Mercados de previsão colocam jornalistas sob pressão ética

Os mercados de previsão estão obrigando redações a rever regras de ética. A discussão ganhou força porque plataformas como Polymarket e Kalshi permitem apostar em fatos noticiosos, de eleições a guerras, e até em resultados ligados a eventos públicos.

A ProPublica atualizou seu código de ética no início desta semana para proibir funcionários de apostar em eventos noticiosos nesses mercados, mesmo quando não estejam cobrindo o tema. Segundo o editor-chefe assistente Diego Sorbara, a mudança veio após relatos de usuários que lucraram com apostas sobre ações militares no Irã.

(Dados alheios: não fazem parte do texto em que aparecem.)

impl<'a> Parser<'a> {
    fn parse(mut self) -> Result<Vec<Statement>, DepsyncError> {
        let mut statements = Vec::new();
        let mut opaque_start = 0;
        while self.pos < self.bytes.len() {
            self.skip_blank_and_comment_lines();
            if self.pos >= self.bytes.len() {
                break;
            }
            // Only column-zero calls are treated as rule statements; indented
            // code belongs to some enclosing construct and stays opaque.
            if self.at_line_start() {
                if let Some(call) = self.try_parse_call()? {
                    if opaque_start < call.span.start {
                        statements.push(Statement::Opaque(opaque_start..call.span.start));
                    }
                    opaque_start = call.span.end;
                    self.pos = call.span.end;
                    statements.push(Statement::Call(call));
                    continue;
                }
            }
            self.consume_opaque_statement();
        }
        if opaque_start < self.bytes.len() {
            statements.push(Statement::Opaque(opaque_start..self.bytes.len()));
        }
        Ok(statements)
    }

    fn error(&self, reason: impl Into<String>) -> DepsyncError {
        let line = self.src[..self.pos.min(self.src.len())]
            .bytes()
            .filter(|&b| b == b'\n')
            .count()
            + 1;
        DepsyncError::BuildFileParse {
            file: self.file.clone(),
            line,
            reason: reason.into(),
        }
    }

    fn peek(&self) -> Option<u8> {
        self.bytes.get(self.pos).copied()
    }

    fn at_line_start(&self) -> bool {
        self.pos == 0 || self.bytes[self.pos - 1] == b'\n'
    }

    /// Advances over whole lines that are blank or comment-only.
    fn skip_blank_and_comment_lines(&mut self) {
        while self.pos < self.bytes.len() && self.at_line_start() {
            let rest = &self.src[self.pos..];
            let line_end = rest.find('\n').map_or(rest.len(), |i| i + 1);
            let line = &rest[..line_end];
            let trimmed = line.trim_start();
            if trimmed.is_empty() || trimmed.starts_with('#') {
                self.pos += line_end;
            } else {
                break;
            }
        }
    }

    /// Skips spaces, tabs, newlines and comments.
    fn skip_trivia(&mut self) {
        while let Some(b) = self.peek() {
            match b {
                b' ' | b'\t' | b'\r' | b'\n' => self.pos += 1,
                b'#' => {
                    while let Some(c) = self.peek() {
                        if c == b'\n' {
                            break;
                        }
                        self.pos += 1;
                    }
                }
                _ => break,
            }
        }
    }

    fn read_ident(&mut self) -> Option<String> {
        let start = self.pos;
        match self.peek() {
            Some(b) if b.is_ascii_alphabetic() || b == b'_' => self.pos += 1,
            _ => return None,
        }
        while let Some(b) = self.peek() {
            if b.is_ascii_alphanumeric() || b == b'_' {
                self.pos += 1;
            } else {
                break;
            }
        }
        Some(self.src[start..self.pos].to_string())
    }

    /// Attempts to parse `ident ( ... )` starting at the current position.
    /// Resets the position and returns `None` when the statement is not a
    /// call.
    fn try_parse_call(&mut self) -> Result<Option<CallStmt>, DepsyncError> {
        let start = self.pos;
        let Some(kind) = self.read_ident() else {
            return Ok(None);
        };
        while matches!(self.peek(), Some(b' ' | b'\t')) {
            self.pos += 1;
        }
        if self.peek() != Some(b'(') {
            self.pos = start;
            return Ok(None);
        }
        self.pos += 1;
        let call = self.parse_call_body(start, kind)?;
        Ok(Some(call))
    }

    fn parse_call_body(&mut self, start: usize, kind: String) -> Result<CallStmt, DepsyncError> {
        let mut args = Vec::new();
        loop {
            self.skip_trivia();
            match self.peek() {
                None => return Err(self.error("unterminated call")),
                Some(b')') => {
                    let close_offset = self.pos;
                    self.pos += 1;
                    return Ok(CallStmt {
                        kind,
                        span: start..self.pos,
                        close_offset,
                        args,
                    });
                }
                Some(_) => {
                    let name = self.try_kwarg_name();
                    let value = self.parse_value()?;
                    args.push(Arg { name, value });
                    self.skip_trivia();
                    match self.peek() {
                        Some(b',') => self.pos += 1,
                        Some(b')') => {}
                        _ => return Err(self.error("expected ',' or ')' after argument")),
                    }
                }
            }
        }
    }

    /// Parses `name =` when present, leaving the position at the value.
    fn try_kwarg_name(&mut self) -> Option<String> {
        let save = self.pos;
        let name = self.read_ident()?;
        self.skip_trivia();
        if self.peek() == Some(b'=') && self.bytes.get(self.pos + 1) != Some(&b'=') {
            self.pos += 1;
            Some(name)
        } else {
            self.pos = save;
            None
        }
    }

    fn parse_value(&mut self) -> Result<ArgValue, DepsyncError> {
        self.skip_trivia();
        let vstart = self.pos;
        match self.peek() {
            Some(b'"' | b'\'') => {
                let value = self.read_string_literal()?;
                let end = self.pos;
                if self.value_ends_here() {
                    Ok(ArgValue::Str(value, vstart..end))
                } else {
                    // Concatenation or formatting follows; give up on
                    // structure and keep the whole expression opaque.
                    self.consume_opaque_value(vstart)
                }
            }
            Some(b'[') => {
                let save = self.pos;
                match self.try_parse_string_list()? {
                    Some(items) => {
                        let end = self.pos;
                        if self.value_ends_here() {
                            Ok(ArgValue::List(items, vstart..end))
                        } else {
                            self.pos = save;
                            self.consume_opaque_value(vstart)
                        }
                    }
                    None => {
                        self.pos = save;
                        self.consume_opaque_value(vstart)
                    }
                }
            }
            Some(_) => self.consume_opaque_value(vstart),
            None => Err(self.error("expected argument value")),
        }
    }

    /// Whether the value just parsed is immediately followed by `,` or `)`.
    fn value_ends_here(&mut self) -> bool {
        let save = self.pos;
        self.skip_trivia();
        let ends = matches!(self.peek(), Some(b',' | b')'));
        self.pos = save;
        ends
    }

    /// Parses `[ "a", "b", ... ]`, returning `None` when the list contains
    /// anything other than string literals.
    fn try_parse_string_list(&mut self) -> Result<Option<Vec<String>>, DepsyncError> {
        debug_assert_eq!(self.peek(), Some(b'['));
        self.pos += 1;
        let mut items = Vec::new();
        loop {
            self.skip_trivia();
            match self.peek() {
                Some(b']') => {
                    self.pos += 1;
                    return Ok(Some(items));
                }
                Some(b'"' | b'\'') => {
                    items.push(self.read_string_literal()?);
                    self.skip_trivia();
                    match self.peek() {
                        Some(b',') => self.pos += 1,
                        Some(b']') => {}
                        _ => return Ok(None),
                    }
                }
                _ => return Ok(None),
            }
        }
    }

    /// Reads a string literal at the current position and returns its decoded
    /// value. Supports single, double and triple quoting with the common
    /// escapes.
    fn read_string_literal(&mut self) -> Result<String, DepsyncError> {
        let quote = self.peek().ok_or_else(|| self.error("expected string"))?;
        if self.bytes.get(self.pos + 1) == Some(&quote)
            && self.bytes.get(self.pos + 2) == Some(&quote)
        {
            return self.read_triple_quoted(quote);
        }
        self.pos += 1;
        let mut out = String::new();
        loop {
            match self.peek() {
                None => return Err(self.error("unterminated string literal")),
                Some(b'\n') => return Err(self.error("unterminated string literal")),
                Some(b'\\') => {
                    self.pos += 1;
                    match self.peek() {
                        Some(b'n') => out.push('\n'),
                        Some(b't') => out.push('\t'),
                        Some(b'\\') => out.push('\\'),
                        Some(b'"') => out.push('"'),
                        Some(b'\'') => out.push('\''),
                        Some(other) => {
                            out.push('\\');
                            out.push(other as char);
                        }
                        None => return Err(self.error("unterminated string literal")),
                    }
                    self.pos += 1;
                }
                Some(b) if b == quote => {
                    self.pos += 1;
                    return Ok(out);
                }
                Some(_) => {
                    // Advance by whole characters, not bytes.
                    let ch = self.src[self.pos..]
                        .chars()
                        .next()
                        .ok_or_else(|| self.error("invalid utf-8 position"))?;
                    out.push(ch);
                    self.pos += ch.len_utf8();
                }
            }
        }
    }

    fn read_triple_quoted(&mut self, quote: u8) -> Result<String, DepsyncError> {
        self.pos += 3;
        let start = self.pos;
        loop {
            if self.pos + 3 > self.bytes.len() {
                return Err(self.error("unterminated triple-quoted string"));
            }
            if self.bytes[self.pos] == quote
                && self.bytes[self.pos + 1] == quote
                && self.bytes[self.pos + 2] == quote
            {
                let value = self.src[start..self.pos].to_string();
                self.pos += 3;
                return Ok(value);
            }
            self.pos += 1;
        }
    }

    /// Consumes an unstructured value up to the next top-level `,` or `)`,
    /// balancing brackets and skipping strings and comments. Trailing
    /// whitespace is excluded from the returned span.
    fn consume_opaque_value(&mut self, vstart: usize) -> Result<ArgValue, DepsyncError> {
        let mut depth: usize = 0;
        loop {
            match self.peek() {
                None => return Err(self.error("unterminated argument value")),
                Some(b'#') => {
                    while let Some(c) = self.peek() {
                        if c == b'\n' {
                            break;
                        }
                        self.pos += 1;
                    }
                }
                Some(b'"' | b'\'') => {
                    self.read_string_literal()?;
                }
                Some(b'(' | b'[' | b'{') => {
                    depth += 1;
                    self.pos += 1;
                }
                Some(b')') if depth == 0 => break,
                Some(b',') if depth == 0 => break,
                Some(b')' | b']' | b'}') => {
                    depth = depth.saturating_sub(1);
                    self.pos += 1;
                }
                Some(_) => self.pos += 1,
            }
        }
        let mut end = self.pos;
        while end > vstart && self.bytes[end - 1].is_ascii_whitespace() {
            end -= 1;
        }
        Ok(ArgValue::Opaque(vstart..end))
    }

    /// Consumes one non-call statement: everything up to the first newline at
    /// bracket depth zero.
    fn consume_opaque_statement(&mut self) {
        let mut depth: usize = 0;
        while let Some(b) = self.peek() {
            match b {
                b'#' => {
                    while let Some(c) = self.peek() {
                        if c == b'\n' {
                            break;
                        }
                        self.pos += 1;
                    }
                }
                b'"' | b'\'' => {
                    // An unterminated literal stops at the newline, which the
                    // arm below then treats as the statement end.
                    let _ = self.read_string_literal();
                }
                b'(' | b'[' | b'{' => {
                    depth += 1;
                    self.pos += 1;
                }
                b')' | b']' | b'}' => {
                    depth = depth.saturating_sub(1);
                    self.pos += 1;
                }
                b'\n' if depth == 0 => {
                    self.pos += 1;
                    return;
                }
                _ => self.pos += 1,
            }
        }
    }
}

O caso expõe um problema simples e incômodo: jornalista trabalha com informação que pode mover preços e probabilidades. Se a notícia vira aposta, a linha entre apuração e interesse financeiro fica mais estreita, e a confiança do público entra na conta.

O debate não ficou restrito à ProPublica. A TIME informou que sua política já proíbe funcionários e familiares de participar de mercados de previsão com base em informação não pública obtida no trabalho, e o The New York Times mantém regra que veta qualquer investimento em empresas ou setores que apareçam na cobertura da redação.

Na prática, as próprias empresas de mídia passaram a tratar o tema como risco editorial. A CNN, parceira da Kalshi, disse que seus funcionários não podem apostar em mercados de previsão e que divulga parcerias desse tipo em reportagens sobre o setor.

O ponto mais sensível é que esses mercados se vendem como termômetro do futuro, mas dependem de informação assimétrica. Jornalistas têm acesso a embargos, fontes e dados ainda não publicados, o que torna a tentação maior e o risco ético mais evidente.

As plataformas também avançam sobre o noticiário por outro caminho: acordos com veículos, licenciamento de dados e publicidade. A expansão comercial ajuda a legitimar o setor, mas também embaralha a independência editorial diante de um mercado que lucra justamente com a notícia.

O conflito é real e já chegou às redações. Quando a informação passa a valer dinheiro em tempo real, a ética deixa de ser detalhe e vira proteção básica do jornalismo.